We’d all be shocked, but we’d be left with a taste of unfinished business in our mouth, and a disdain for Netflix for daring to air a plot without an end.

And I wouldn’t do that to anyone. So allow me to explain.

Over the years in Logan, I’ve read – including senseless diatribe in this esteemed publication – with some interest, that people feel Logan is without identity.

Editorials with no solution, politicking with no outcome, letters written with solutions but no sense, and a gigantic question mark hovering over why we care about identity at all.

You see, identity gives us a sense of belonging, of being part of the club.

Places with strong identity bring an element of tribalism to their communities. They bond. They care. They enjoy who they are.

More importantly, they carry a heavy load of pride. Not in a burdensome way, rather a way that people on the inner circle are happy to pitch in – do their bit – to ensure their identity is lifted and displayed to any outsider who cares to look.

These people are proud, and shameless, and often the envy of others.

I’m thinking volunteers who help their fellow person in a crisis, New Zealanders at a rugby match, plate smashing at a Greek party, a French picnic full of baguettes. You get the picture.

Logan, they tell me, doesn’t have any of that.

But as Wags drags me around the neighbourhood on our afternoon walks, I am left wondering whether we’re all missing the point.

I see flags of different nations, and I see in literature that 200-and-something cultures are represented inside this city’s walls.

I then return home to turn on the nightly news to see Putin bombing the insides out of buildings. I watch tennis where players represent no nation. And I see countries where ignorance has led to famine.

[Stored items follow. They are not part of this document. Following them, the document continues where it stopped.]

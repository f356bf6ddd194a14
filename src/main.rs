use anyhow::Result;

use table_tennis_ranking::cli::Command;
use table_tennis_ranking::{
    handle_export, handle_init, handle_publish, handle_recalculate, handle_serve, handle_snapshot, interpret,
};

fn main() {
    setup_logging();
    parse_and_execute().unwrap_or_else(|e| {
        eprintln!("Error: {e}");
        std::process::exit(1);
    });
}

fn setup_logging() {
    sensible_env_logger::init!();
}

fn parse_and_execute() -> Result<()> {
    let command = interpret();
    execute_command(&command)
}

fn execute_command(command: &Command) -> Result<()> {
    match command {
        Command::Serve { port } => handle_serve(*port),
        Command::Init { reset } => handle_init(*reset),
        Command::Snapshot { gender, category, name } => handle_snapshot(gender, category, name.as_deref()),
        Command::Publish { id, private } => handle_publish(*id, *private),
        Command::Export { id, output } => handle_export(*id, output.as_deref()),
        Command::Recalculate { event_id } => handle_recalculate(*event_id),
    }
}
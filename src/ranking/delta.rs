use serde::Serialize;

#[derive(Debug, Clone, Copy, PartialEq, Eq, Serialize)]
#[serde(rename_all = "lowercase")]
pub enum RankChange {
    Up,
    Down,
    Same,
    New,
}

/// How a player's rank moved between two consecutive snapshots
#[derive(Debug, Clone, Copy, PartialEq, Eq, Serialize)]
#[serde(rename_all = "camelCase")]
pub struct Movement {
    pub change: RankChange,
    pub rank_difference: i32,
    pub previous_rank: Option<i32>,
}

pub fn classify(current_rank: i32, previous_rank: Option<i32>) -> Movement {
    let Some(previous) = previous_rank else {
        return Movement {
            change: RankChange::New,
            rank_difference: 0,
            previous_rank: None,
        };
    };

    // A smaller rank number is a better placing
    let change = match current_rank.cmp(&previous) {
        std::cmp::Ordering::Less => RankChange::Up,
        std::cmp::Ordering::Greater => RankChange::Down,
        std::cmp::Ordering::Equal => RankChange::Same,
    };

    Movement {
        change,
        rank_difference: (previous - current_rank).abs(),
        previous_rank: Some(previous),
    }
}
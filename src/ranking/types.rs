use chrono::{NaiveDate, NaiveDateTime};
use serde::Serialize;

use crate::domain::{AgeCategory, EventType, Gender};

/// One result joined with its player and event, as consumed by aggregation
#[derive(Debug, Clone, PartialEq)]
pub struct ScoringRow {
    pub player_id: i64,
    pub player_name: String,
    pub gender: Gender,
    pub club_id: Option<i64>,
    pub club_name: Option<String>,
    pub birth_date: Option<NaiveDate>,
    pub license_id: Option<String>,
    pub event_id: i64,
    pub event_type: EventType,
    pub event_age_category: AgeCategory,
    pub validity_date: NaiveDateTime,
    pub points: i32,
}

#[derive(Debug, Clone, Copy, PartialEq, Eq)]
pub struct AggregateFilter {
    pub gender: Gender,
    pub age_category: AgeCategory,
}

/// A player's combined points from one event
#[derive(Debug, Clone, Copy, PartialEq, Eq, Serialize)]
#[serde(rename_all = "camelCase")]
pub struct EventTotal {
    pub event_id: i64,
    pub event_type: EventType,
    pub points: i32,
}

#[derive(Debug, Clone, PartialEq, Serialize)]
#[serde(rename_all = "camelCase")]
pub struct PlayerAggregate {
    pub player_id: i64,
    pub player_name: String,
    pub gender: Gender,
    pub club_id: Option<i64>,
    pub club_name: Option<String>,
    pub birth_date: Option<NaiveDate>,
    pub license_id: Option<String>,
    pub total_points: i32,
    pub events_count: usize,
    pub counted_events: Vec<EventTotal>,
}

I share this important information with Wags, but he’s got his nose tucked into a blanket and his paws over the top of his ears.

I get it, Wags. It’s deep. And it’s depressing.

But if you were patient with me, you’d hear that there’s an upside to all this.

I wonder whether the thing that the politicians and scribes and naysayers would say is tearing us apart could actually be the thing that brings us together.

If we were to embrace and celebrate the differences of each of those 200-and-something cultures, that therein might lie our identity.

Think about it, Wags. You’d have 20 different types of sausage to get excited about at a Logan Food Festival. You’d have Afghan hounds, and bulldogs of French, American and British persuasions all playing in the same doggy park.

You’d have so many more fashions to choose from when you woke up, so many more parties to be invited to, so many more languages to learn, books to read, histories to explore.

And tourists would come to Logan, not for school sports carnivals, but for the 365-day-a-year insights we can offer. A global experience, all the time. A small world theme park that would have Walt Disney itching to burst from his grave.

Sure, there’d be knockers. There’d be those who for reasons which often go unexplained don’t like diversity.

But they’d be unwelcome. Because we’d be Logan, where instead of big prawns, lobsters and pineapples, we’d have flags and food as far as the eye could see.

That’s right, Wags. Our identity would be created out of our diversity. And we’d be doing our bit to ensure anyone who came here saw what it’s like to be proud of global pursuits, where race was an education, difference a celebration, and diversity a blessing.

Hey Wanda, what did we do with that sombrero we brought home from the cruise?